Happy Death Day especially has its work cut out for it, though. Make no mistake: Tree is an awful little shit, a reckless party animal looking to ruthlessly uphold every stereotype associated with vapid sorority girls. There’s a reason these characters are often among the first to go in this genre, and it’s exactly the reason you don’t mind watching her get offed early on. Her every interaction is marked with a cold, sneering contempt for just about everyone around her, from the sweet freshman sorority inductee to her poor roommate. She doesn’t think twice about blowing off and insulting a guy who won’t stop texting her, nor is she the least bit concerned that she’s helping to wreck her professor’s marriage by having an affair with him. She blows off her dad’s phone calls, standing him up for their lunch date because she’s pretty much the Millennial every hand-wringing think-piece warned you about: self-absorbed, callous, and afraid to really commit to anything beyond being awful.
It’s a testament, then, to Rothe’s performance that she finds an actual wounded human being lurking beneath all of the posturing here. At times, Tree is so unrelentingly rotten that it feels like the script is digging a hole for Rothe to climb out of: she trades ridiculous banter throughout, almost becoming a walking Groundhog Day farce as she burps, farts, and strolls naked through the various days. Along the way, that cliché façade peels away in favor of another: that of the repentant girl who has to dig through the pain of her own past trauma to reckon with how it’s twisted her into an appalling shell of the sweet teen she once was. Admittedly, it’s a bit cloying and sentimental, especially when couched in this genre, but Rothe shoulders it well and brings dimensions that you’d never expect to see from Tree when she’s first introduced. Where so many slashers build their reputations on the mangled flesh of dead sorority girls, this one makes one its star, gradually humanizing every step of the way in a refreshing turn of events.
Landon is careful not to let his focus stray too much, though, nor does he allow that schmaltzy sentiment to overwhelm the horror sensibilities here. In fact, he and co-writer Scott Lobdell deviously play against audience expectations, gleefully stringing them along with an increasingly unhinged murder mystery with outrageous twists and turns that would feel quite at home in a giallo. Despite taking an obvious cue from Ivan Reitman’s seminal film, the script isn’t expressly concerned with capturing existential angst of Groundhog Day, preferring instead to send audiences on an unrelenting thrill ride full of deviations, red herrings, and a wildly trashy finale.
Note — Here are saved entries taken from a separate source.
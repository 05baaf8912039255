//! HTTPS transport adapter.
//!
//! Implements [`HttpPort`] over the ESP-IDF HTTP client.  Server trust
//! comes from the built-in certificate bundle; once the device holds a
//! signed identity, [`HttpAdapter::set_client_identity`] rebuilds the
//! connection configuration with the client certificate and key so every
//! subsequent request is mutually authenticated.
//!
//! There is no host-side network backend: host tests drive the agent
//! through mock ports instead, and every method here reports
//! [`HttpError::Unsupported`] when built for the host.

use log::info;

use crate::agent::ports::{HttpError, HttpPort, HttpResponse, ImageStream};
#[cfg(target_os = "espidf")]
use crate::config::HTTP_BODY_MAX;

#[cfg(target_os = "espidf")]
use esp_idf_svc::http::client::{Configuration, EspHttpConnection};
#[cfg(target_os = "espidf")]
use esp_idf_svc::http::{Headers, Method, Status};
#[cfg(target_os = "espidf")]
use esp_idf_svc::io::{Read, Write};
#[cfg(target_os = "espidf")]
use esp_idf_svc::tls::X509;

pub struct HttpAdapter {
    // Only the device backend consumes the timeout; the host backend
    // refuses network I/O outright.
    #[cfg_attr(not(target_os = "espidf"), allow(dead_code))]
    timeout_ms: u32,
    #[cfg(target_os = "espidf")]
    identity: Option<(&'static core::ffi::CStr, &'static core::ffi::CStr)>,
    #[cfg(not(target_os = "espidf"))]
    identity_set: bool,
}

impl HttpAdapter {
    pub fn new(timeout_ms: u32) -> Self {
        Self {
            timeout_ms,
            #[cfg(target_os = "espidf")]
            identity: None,
            #[cfg(not(target_os = "espidf"))]
            identity_set: false,
        }
    }

    #[cfg(target_os = "espidf")]
    fn configuration(&self) -> Configuration {
        let mut conf = Configuration {
            timeout: Some(core::time::Duration::from_millis(u64::from(self.timeout_ms))),
            crt_bundle_attach: Some(esp_idf_svc::sys::esp_crt_bundle_attach),
            ..Default::default()
        };
        if let Some((cert, key)) = self.identity {
            // Leaked buffers are NUL-terminated PEM, set once per boot.
            conf.client_certificate = Some(X509::pem_until_nul(cert));
            conf.private_key = Some(X509::pem_until_nul(key));
        }
        conf
    }

    #[cfg(target_os = "espidf")]
    fn request(
        &mut self,
        method: Method,
        url: &str,
        body: Option<&[u8]>,
    ) -> Result<HttpResponse, HttpError> {
        let mut conn =
            EspHttpConnection::new(&self.configuration()).map_err(|_| HttpError::Connect)?;

        let headers: &[(&str, &str)] = match body {
            Some(_) => &[("Content-Type", "application/json")],
            None => &[],
        };
        conn.initiate_request(method, url, headers)
            .map_err(|_| HttpError::Connect)?;
        if let Some(payload) = body {
            let mut sent = 0;
            while sent < payload.len() {
                sent += conn.write(&payload[sent..]).map_err(|_| HttpError::Io)?;
            }
        }
        conn.initiate_response().map_err(|_| HttpError::Io)?;

        let status = conn.status();
        let mut out = Vec::new();
        let mut chunk = [0u8; 512];
        loop {
            let n = conn.read(&mut chunk).map_err(|_| HttpError::Io)?;
            if n == 0 {
                break;
            }
            if out.len() + n > HTTP_BODY_MAX {
                return Err(HttpError::BodyTooLarge);
            }
            out.extend_from_slice(&chunk[..n]);
        }
        Ok(HttpResponse { status, body: out })
    }
}

#[cfg(target_os = "espidf")]
impl HttpPort for HttpAdapter {
    type Stream = EspImageStream;

    fn set_client_identity(&mut self, cert_pem: &str, key_pem: &str) -> Result<(), HttpError> {
        // The TLS stack wants NUL-terminated PEM living as long as the
        // connection configuration; the identity is set once per boot.
        fn leak_nul(pem: &str) -> Result<&'static core::ffi::CStr, HttpError> {
            if pem.is_empty() {
                return Err(HttpError::BadClientIdentity);
            }
            let owned = std::ffi::CString::new(pem).map_err(|_| HttpError::BadClientIdentity)?;
            Ok(Box::leak(owned.into_boxed_c_str()))
        }

        self.identity = Some((leak_nul(cert_pem)?, leak_nul(key_pem)?));
        info!("HttpAdapter: client identity installed, requests now use mTLS");
        Ok(())
    }

    fn post_json(&mut self, url: &str, body: &[u8]) -> Result<HttpResponse, HttpError> {
        self.request(Method::Post, url, Some(body))
    }

    fn get(&mut self, url: &str) -> Result<HttpResponse, HttpError> {
        self.request(Method::Get, url, None)
    }

    fn open_stream(&mut self, url: &str) -> Result<Self::Stream, HttpError> {
        let mut conn =
            EspHttpConnection::new(&self.configuration()).map_err(|_| HttpError::Connect)?;
        conn.initiate_request(Method::Get, url, &[])
            .map_err(|_| HttpError::Connect)?;
        conn.initiate_response().map_err(|_| HttpError::Io)?;

        let status = conn.status();
        if !(200..300).contains(&status) {
            return Err(HttpError::Io);
        }
        let content_length = conn
            .header("Content-Length")
            .and_then(|v| v.parse::<usize>().ok());
        info!(
            "HttpAdapter: image stream open ({} B advertised)",
            content_length.unwrap_or(0)
        );
        Ok(EspImageStream {
            conn,
            content_length,
            received: 0,
        })
    }
}

/// Chunked reader over an open image download.
#[cfg(target_os = "espidf")]
pub struct EspImageStream {
    conn: EspHttpConnection,
    content_length: Option<usize>,
    received: usize,
}

#[cfg(target_os = "espidf")]
impl ImageStream for EspImageStream {
    fn read_chunk(&mut self, buf: &mut [u8]) -> Result<usize, HttpError> {
        let n = self.conn.read(buf).map_err(|_| HttpError::ConnectionReset)?;
        self.received += n;
        Ok(n)
    }

    fn is_complete(&self) -> bool {
        match self.content_length {
            Some(total) => self.received >= total,
            // No length header: EOF is the only end-of-body signal.
            None => true,
        }
    }
}

// ── Host backend ──────────────────────────────────────────────

#[cfg(not(target_os = "espidf"))]
pub struct NoStream;

#[cfg(not(target_os = "espidf"))]
impl ImageStream for NoStream {
    fn read_chunk(&mut self, _buf: &mut [u8]) -> Result<usize, HttpError> {
        Err(HttpError::Unsupported)
    }
    fn is_complete(&self) -> bool {
        false
    }
}

#[cfg(not(target_os = "espidf"))]
impl HttpPort for HttpAdapter {
    type Stream = NoStream;

    fn set_client_identity(&mut self, cert_pem: &str, key_pem: &str) -> Result<(), HttpError> {
        if cert_pem.is_empty() || key_pem.is_empty() {
            return Err(HttpError::BadClientIdentity);
        }
        self.identity_set = true;
        info!("HttpAdapter: client identity recorded (simulation)");
        Ok(())
    }

    fn post_json(&mut self, _url: &str, _body: &[u8]) -> Result<HttpResponse, HttpError> {
        Err(HttpError::Unsupported)
    }

    fn get(&mut self, _url: &str) -> Result<HttpResponse, HttpError> {
        Err(HttpError::Unsupported)
    }

    fn open_stream(&mut self, _url: &str) -> Result<Self::Stream, HttpError> {
        Err(HttpError::Unsupported)
    }
}

#[cfg(all(test, not(target_os = "espidf")))]
mod tests {
    use super::*;

    #[test]
    fn host_backend_refuses_network() {
        let mut http = HttpAdapter::new(3000);
        assert_eq!(
            http.get("https://example.com"),
            Err(HttpError::Unsupported)
        );
    }

    #[test]
    fn empty_identity_is_rejected() {
        let mut http = HttpAdapter::new(3000);
        assert_eq!(
            http.set_client_identity("", "key"),
            Err(HttpError::BadClientIdentity)
        );
        assert!(!http.identity_set);
    }

    #[test]
    fn identity_is_recorded() {
        let mut http = HttpAdapter::new(3000);
        http.set_client_identity("CERT", "KEY").unwrap();
        assert!(http.identity_set);
    }
}
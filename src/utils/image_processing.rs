//! Frame preparation for the LCD panels.
//!
//! Converts truecolor images into the RGB565 byte stream the panels expect,
//! picks the byte order per transport and resolution, and splits encoded
//! frames into transport-sized chunks.

use image::DynamicImage;
use image::imageops::FilterType;
use std::path::Path;

use crate::error::Result;
use crate::protocol::ProtocolKind;

/// Bytes per encoded RGB565 pixel.
pub const BYTES_PER_PIXEL: usize = 2;

/// Byte order of each 16-bit RGB565 pixel on the wire.
#[derive(Debug, Clone, Copy, PartialEq, Eq)]
pub enum PixelByteOrder {
    BigEndian,
    LittleEndian,
}

/// Display rotation applied before resizing.
#[derive(Debug, Clone, Copy, PartialEq, Eq, Default)]
pub enum Rotation {
    #[default]
    None,
    Deg90,
    Deg180,
    Deg270,
}

impl Rotation {
    /// Map a direction in degrees (0/90/180/270) to a rotation.
    pub fn from_degrees(degrees: i32) -> Self {
        match degrees.rem_euclid(360) {
            90 => Rotation::Deg90,
            180 => Rotation::Deg180,
            270 => Rotation::Deg270,
            _ => Rotation::None,
        }
    }

    pub fn apply(self, img: DynamicImage) -> DynamicImage {
        match self {
            Rotation::None => img,
            Rotation::Deg90 => img.rotate90(),
            Rotation::Deg180 => img.rotate180(),
            Rotation::Deg270 => img.rotate270(),
        }
    }
}

/// Truncate an 8-bit RGB triple to 5-6-5.
pub fn rgb_to_565(r: u8, g: u8, b: u8) -> u16 {
    ((r as u16 >> 3) << 11) | ((g as u16 >> 2) << 5) | (b as u16 >> 3)
}

/// Byte order the panel firmware expects.
///
/// SCSI panels at 320x320 take big-endian pixels; every other resolution
/// and every other transport takes little-endian. This is a firmware quirk
/// and must stay asymmetric.
pub fn byte_order_for(protocol: ProtocolKind, width: u32, height: u32) -> PixelByteOrder {
    if protocol == ProtocolKind::Scsi && width == 320 && height == 320 {
        PixelByteOrder::BigEndian
    } else {
        PixelByteOrder::LittleEndian
    }
}

/// Encode packed RGB888 bytes into RGB565 with the given byte order.
///
/// A trailing partial pixel is ignored.
pub fn encode_rgb565(rgb: &[u8], order: PixelByteOrder) -> Vec<u8> {
    let mut out = Vec::with_capacity(rgb.len() / 3 * BYTES_PER_PIXEL);
    for px in rgb.chunks_exact(3) {
        let value = rgb_to_565(px[0], px[1], px[2]);
        match order {
            PixelByteOrder::BigEndian => out.extend_from_slice(&value.to_be_bytes()),
            PixelByteOrder::LittleEndian => out.extend_from_slice(&value.to_le_bytes()),
        }
    }
    out
}

/// Split `total_bytes` into `(offset, length)` pieces of at most `chunk_size`.
///
/// The final piece carries the remainder. Zero-sized input yields no pieces.
pub fn chunk_frame(total_bytes: usize, chunk_size: usize) -> Vec<(usize, usize)> {
    if chunk_size == 0 {
        return Vec::new();
    }
    (0..total_bytes)
        .step_by(chunk_size)
        .map(|offset| (offset, chunk_size.min(total_bytes - offset)))
        .collect()
}

/// Encoded frame size for a resolution.
pub fn frame_size(width: u32, height: u32) -> usize {
    width as usize * height as usize * BYTES_PER_PIXEL
}

/// Rotate, resize to the panel and return packed RGB888.
pub fn prepare_rgb(img: &DynamicImage, width: u32, height: u32, rotation: Rotation) -> Vec<u8> {
    let rotated = rotation.apply(img.clone());
    let resized = if rotated.width() == width && rotated.height() == height {
        rotated
    } else {
        rotated.resize_exact(width, height, FilterType::Triangle)
    };
    resized.to_rgb8().into_raw()
}

/// Prepare an image as an RGB565 frame for the given panel.
pub fn prepare_frame(
    img: &DynamicImage,
    protocol: ProtocolKind,
    width: u32,
    height: u32,
    rotation: Rotation,
) -> Vec<u8> {
    let rgb = prepare_rgb(img, width, height, rotation);
    encode_rgb565(&rgb, byte_order_for(protocol, width, height))
}

/// Load an image file and prepare it as an RGB565 frame.
pub fn load_frame(
    path: &Path,
    protocol: ProtocolKind,
    width: u32,
    height: u32,
    rotation: Rotation,
) -> Result<Vec<u8>> {
    let img = image::open(path)?;
    Ok(prepare_frame(&img, protocol, width, height, rotation))
}

#[cfg(test)]
mod tests {
    use super::*;
    use image::{Rgb, RgbImage};

    #[test]
    fn test_rgb_to_565() {
        assert_eq!(rgb_to_565(255, 255, 255), 0xFFFF);
        assert_eq!(rgb_to_565(255, 0, 0), 0xF800);
        assert_eq!(rgb_to_565(0, 255, 0), 0x07E0);
        assert_eq!(rgb_to_565(0, 0, 255), 0x001F);
        assert_eq!(rgb_to_565(7, 3, 7), 0);
    }

    #[test]
    fn test_byte_order_quirk() {
        assert_eq!(
            byte_order_for(ProtocolKind::Scsi, 320, 320),
            PixelByteOrder::BigEndian
        );
        assert_eq!(
            byte_order_for(ProtocolKind::Scsi, 480, 480),
            PixelByteOrder::LittleEndian
        );
        assert_eq!(
            byte_order_for(ProtocolKind::Bulk, 320, 320),
            PixelByteOrder::LittleEndian
        );
        assert_eq!(
            byte_order_for(ProtocolKind::HidType2, 320, 320),
            PixelByteOrder::LittleEndian
        );
    }

    #[test]
    fn test_encode_byte_orders() {
        let red = [255u8, 0, 0];
        assert_eq!(encode_rgb565(&red, PixelByteOrder::BigEndian), vec![0xF8, 0x00]);
        assert_eq!(encode_rgb565(&red, PixelByteOrder::LittleEndian), vec![0x00, 0xF8]);
    }

    #[test]
    fn test_chunk_320() {
        let chunks = chunk_frame(frame_size(320, 320), 0x10000);
        assert_eq!(chunks.len(), 4);
        assert_eq!(chunks.iter().map(|c| c.1).sum::<usize>(), 204_800);
        assert!(chunks.iter().all(|c| c.1 <= 65_536));
        assert_eq!(chunks[3], (0x30000, 204_800 - 0x30000));
    }

    #[test]
    fn test_chunk_480() {
        let chunks = chunk_frame(frame_size(480, 480), 0x10000);
        assert_eq!(chunks.len(), 8);
        assert_eq!(chunks.iter().map(|c| c.1).sum::<usize>(), 460_800);
    }

    #[test]
    fn test_chunk_edge_cases() {
        assert!(chunk_frame(0, 512).is_empty());
        assert_eq!(chunk_frame(1024, 512), vec![(0, 512), (512, 512)]);
    }

    #[test]
    fn test_prepare_frame_resizes_and_rotates() {
        let mut img = RgbImage::new(4, 2);
        img.put_pixel(0, 0, Rgb([255, 0, 0]));
        let dynamic = DynamicImage::ImageRgb8(img);

        let rgb = prepare_rgb(&dynamic, 2, 4, Rotation::Deg90);
        assert_eq!(rgb.len(), 2 * 4 * 3);
        // Top-left moves to top-right after a 90 degree turn.
        assert_eq!(&rgb[3..6], &[255, 0, 0]);

        let frame = prepare_frame(&dynamic, ProtocolKind::Scsi, 320, 320, Rotation::None);
        assert_eq!(frame.len(), 204_800);
    }

    #[test]
    fn test_rotation_from_degrees() {
        assert_eq!(Rotation::from_degrees(90), Rotation::Deg90);
        assert_eq!(Rotation::from_degrees(-90), Rotation::Deg270);
        assert_eq!(Rotation::from_degrees(45), Rotation::None);
    }
}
In Landon’s hands (and through DP Toby Oliver’s lens), it becomes a slick update of the slasher genre whose sharp pop sensibilities most obviously recall Scream. Even if it isn’t quite as witty as that film (mostly because it’s not preoccupied with being meta), it’s no less invigorating for a genre that’s become all but defined by its formula. With Happy Death Day, Landon has crafted a marvel: a slasher movie that bucks the “rules” that doom victims in favor of bending, breaking, and cheating them in an effort to live.